The Equity in Infrastructure Project, a group of state and local government agencies that seeks to boost disadvantaged businesses’ opportunities for prime infrastructure construction contracts, has picked up more key supporters.

At an Oct. 11 event in Washington, D.C., the heads of six state departments of transportation signed a pledge indicating that they will work toward the group's goal of increasing prime-contracting, joint ventures and equity contracting opportunities for Historically Underutilized Businesses.

The new signatories include the secretaries of the Illinois, Kansas, Michigan and District of Columbia DOTs and the secretaries of the California State Transportation Agency (CalSTA) and the Louisiana Dept. of Transportation and Development (DOTD).

Those officials were asked to pledge to "significantly increase minority prime contract awards."

The organization was launched last Dec. 7 by two prominent transportation infrastructure leaders—Phillip A. Washington, the Denver International Airport chief executive officer, and John Porcari, former deputy secretary of the U.S. Dept. of Transportation. 

The group sees a particular opportunity with the huge federal funding infusion in transportation and other sectors from the $1.2-trillion Infrastructure Investment and Jobs Act.

Washington, the organization's chair, said at the Oct. 11 event the aim of the coalition is “to increase generational wealth in underserved communities.” Washington also has been nominated by President Joe Biden to lead the Federal Aviation Administration.

He added that the infrastructure equity group wants to “become the model for any public infrastructure agency to change the way it does business—to include all Americans, black and brown [and] women- and veteran-owned businesses."
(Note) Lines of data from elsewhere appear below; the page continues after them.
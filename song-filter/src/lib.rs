use wasm_bindgen::prelude::*;
use once_cell::sync::OnceCell;
use serde::Serialize;
use songbook_common::{Catalog, SongQuery};

// 导出模块
pub mod demo;
pub mod error;
pub mod models;
mod console;

pub use error::FilterError;
pub use models::{FilterOptions, FilterResult};

#[cfg(feature = "wee_alloc")]
#[global_allocator]
static ALLOC: wee_alloc::WeeAlloc = wee_alloc::WeeAlloc::INIT;

/// 歌单与由它推导出的筛选选项，加载后不再变化
struct SongbookIndex {
    catalog: Catalog,
    options: FilterOptions,
}

// 全局歌单存储
static INDEX: OnceCell<SongbookIndex> = OnceCell::new();

/// 初始化函数 - 设置错误处理
#[wasm_bindgen(start)]
pub fn start() {
    console_error_panic_hook::set_once();
}

/// 版本信息
#[wasm_bindgen]
pub fn version() -> String {
    env!("CARGO_PKG_VERSION").to_string()
}

/// 歌曲过滤器 - 基于全局歌单的筛选逻辑
pub struct SongFilter;

impl SongFilter {
    // 首次访问时加载演示歌单
    fn index() -> Result<&'static SongbookIndex, FilterError> {
        INDEX.get_or_try_init(|| {
            let catalog = Catalog::new(demo::demo_songs())?;
            let options = FilterOptions::from_catalog(&catalog);
            console::log(&format!(
                "歌单加载完成，歌曲数量: {}, 年份数量: {}, 标签数量: {}",
                catalog.len(),
                options.years.len(),
                options.tags.len()
            ));
            Ok(SongbookIndex { catalog, options })
        })
    }

    /// 完整歌单
    pub fn catalog() -> Result<&'static Catalog, FilterError> {
        Ok(&Self::index()?.catalog)
    }

    /// 年份、标签与快捷标签
    pub fn options() -> Result<&'static FilterOptions, FilterError> {
        Ok(&Self::index()?.options)
    }

    /// 筛选歌曲
    pub fn filter_songs(query: &SongQuery) -> Result<FilterResult, FilterError> {
        let catalog = Self::catalog()?;
        Ok(FilterResult::new(catalog.filter(query)))
    }

    /// 解析客户端传来的 JSON 筛选参数，空白字符串视为空条件
    pub fn parse_query(query_json: &str) -> Result<SongQuery, FilterError> {
        if query_json.trim().is_empty() {
            return Ok(SongQuery::new());
        }
        Ok(serde_json::from_str(query_json)?)
    }
}

// 序列化为 JS 值
fn to_js<T: Serialize>(value: &T) -> Result<JsValue, FilterError> {
    Ok(serde_wasm_bindgen::to_value(value)?)
}

// 记录错误并转换为 JS 异常
fn js_error(err: FilterError) -> JsValue {
    let message = err.to_string();
    console::error(&message);
    JsValue::from_str(&message)
}

/// 歌曲过滤器JS接口 - 无状态的筛选API
#[wasm_bindgen]
pub struct SongFilterJS;

#[wasm_bindgen]
impl SongFilterJS {
    /// 初始化过滤器并加载歌单
    #[wasm_bindgen]
    pub fn init() -> Result<(), JsValue> {
        console_error_panic_hook::set_once();
        SongFilter::index().map(|_| ()).map_err(js_error)
    }

    /// 筛选歌曲，参数为 `{"textQuery", "yearFilter", "tagFilter"}` 格式的 JSON
    #[wasm_bindgen]
    pub fn filter_songs(query_json: &str) -> Result<JsValue, JsValue> {
        let result = SongFilter::parse_query(query_json)
            .and_then(|query| SongFilter::filter_songs(&query))
            .map_err(js_error)?;
        to_js(&result).map_err(js_error)
    }

    /// 获取完整歌单
    #[wasm_bindgen]
    pub fn get_all_songs() -> Result<JsValue, JsValue> {
        let catalog = SongFilter::catalog().map_err(js_error)?;
        to_js(&catalog.songs()).map_err(js_error)
    }

    /// 获取所有年份 (新到旧)
    #[wasm_bindgen]
    pub fn get_years() -> Result<JsValue, JsValue> {
        let options = SongFilter::options().map_err(js_error)?;
        to_js(&options.years).map_err(js_error)
    }

    /// 获取所有标签
    #[wasm_bindgen]
    pub fn get_tags() -> Result<JsValue, JsValue> {
        let options = SongFilter::options().map_err(js_error)?;
        to_js(&options.tags).map_err(js_error)
    }

    /// 获取快捷标签
    #[wasm_bindgen]
    pub fn get_quick_tags() -> Result<JsValue, JsValue> {
        let options = SongFilter::options().map_err(js_error)?;
        to_js(&options.quick_tags).map_err(js_error)
    }
}

/// 歌单视图 - 持有一次页面会话的筛选条件
///
/// 条件随用户输入原地修改，每次读取 `visible` 时重新计算结果。
#[wasm_bindgen]
#[derive(Debug, Default)]
pub struct SongbookView {
    query: SongQuery,
}

#[wasm_bindgen]
impl SongbookView {
    #[wasm_bindgen(constructor)]
    pub fn new() -> SongbookView {
        SongbookView {
            query: SongQuery::new(),
        }
    }

    /// 设置标题/歌手关键词
    pub fn set_text(&mut self, text: String) {
        self.query.text_query = text;
    }

    /// 设置年份，`undefined` 或空字符串表示全部年份
    pub fn set_year(&mut self, year: Option<String>) {
        self.query.year_filter = year;
    }

    /// 设置标签关键词
    pub fn set_tag(&mut self, tag: String) {
        self.query.tag_filter = tag;
    }

    /// 初始化所有条件
    pub fn reset(&mut self) {
        self.query.reset();
    }

    /// 是否有生效的筛选条件
    pub fn is_filtered(&self) -> bool {
        !self.query.is_empty()
    }

    /// 当前筛选条件
    pub fn query(&self) -> Result<JsValue, JsValue> {
        to_js(&self.query).map_err(js_error)
    }

    /// 当前条件下的歌曲列表
    pub fn visible(&self) -> Result<JsValue, JsValue> {
        let result = self.current_result().map_err(js_error)?;
        to_js(&result).map_err(js_error)
    }

    /// 年份、标签与快捷标签
    pub fn options(&self) -> Result<JsValue, JsValue> {
        let options = SongFilter::options().map_err(js_error)?;
        to_js(options).map_err(js_error)
    }
}

impl SongbookView {
    pub fn current_query(&self) -> &SongQuery {
        &self.query
    }

    pub fn current_result(&self) -> Result<FilterResult, FilterError> {
        SongFilter::filter_songs(&self.query)
    }
}
use crate::filter::{distinct_tags, distinct_years, filter_records};
use crate::models::{Song, SongQuery};
use std::collections::HashSet;
use thiserror::Error;

/// 歌单构建错误
#[derive(Debug, Error, Clone, PartialEq, Eq)]
pub enum CatalogError {
    #[error("歌曲ID重复: {0}")]
    DuplicateId(u32),
}

/// 歌单 - 固定不变的歌曲集合，ID 唯一
#[derive(Debug, Clone, Default)]
pub struct Catalog {
    songs: Vec<Song>,
}

impl Catalog {
    /// 从歌曲列表创建歌单，拒绝重复 ID
    pub fn new(songs: Vec<Song>) -> Result<Self, CatalogError> {
        let mut ids = HashSet::with_capacity(songs.len());
        if let Some(duplicate) = songs.iter().find(|song| !ids.insert(song.id)) {
            return Err(CatalogError::DuplicateId(duplicate.id));
        }
        Ok(Self { songs })
    }

    pub fn songs(&self) -> &[Song] {
        &self.songs
    }

    pub fn len(&self) -> usize {
        self.songs.len()
    }

    pub fn is_empty(&self) -> bool {
        self.songs.is_empty()
    }

    /// 按条件筛选歌曲
    pub fn filter(&self, query: &SongQuery) -> Vec<Song> {
        filter_records(&self.songs, query)
    }

    pub fn years(&self) -> Vec<i32> {
        distinct_years(&self.songs)
    }

    pub fn tags(&self) -> Vec<String> {
        distinct_tags(&self.songs)
    }
}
Toks Omishakin, CalSTA secretary, said in an Oct. 12 statement, "Not all privilege, nor all burdens, have been distributed equally. Those who are underserved and overlooked require and deserve immediate and ongoing inclusion."

Omishakin added, "With an influx of federal and state funding, we have an opportunity to redefine the narrative for transportation infrastructure spending."

Washington said a goal of the organization is to have the top officials of all 50 state DOTs sign the pledge within the next five years.

In the shorter term, he said the organization is working on such things as developing metrics and a data "dashboard" to measure and depict increases in generational wealth. 

Washington, also said the group will be pushing for a national database of certified disadvantaged small businesses. He said that small-business executives now must "run around from state to state" to become a certified DBE and a nationwide certification list would allow companies to "go anywhere in the country and get work."

According to Washington, the organization grew out of the Biden campaign post-election transition groups' work and discussions about possible initiatives and activities of the new administration. Washington and Porcari played key roles in those advisory groups.

One of the new signatories—Dr. Shawn Wilson, secretary of the Louisiana DOTD—said his agency has seen its DBE goals rise in recent years.

Wilson, who said he uses the term “diverse business enterprise,” noted that in 2016 DOTD's DBE goal for its capital program was 8.4% of its $1.3-billion budget.

That has since increased and now stands at 16.7%. Moreover, that represents a larger share of a much bigger capital-program pie of more than $3 billion.

Carlos Monje, U.S. DOT's undersecretary for policy, outlined Biden administration actions related to DBEs. Those developments include a proposed regulation, issued July 21, to revise the department's long-standing DBE program.

Among the proposed changes is "simplifying the interstate certification process" for DBEs, the department said.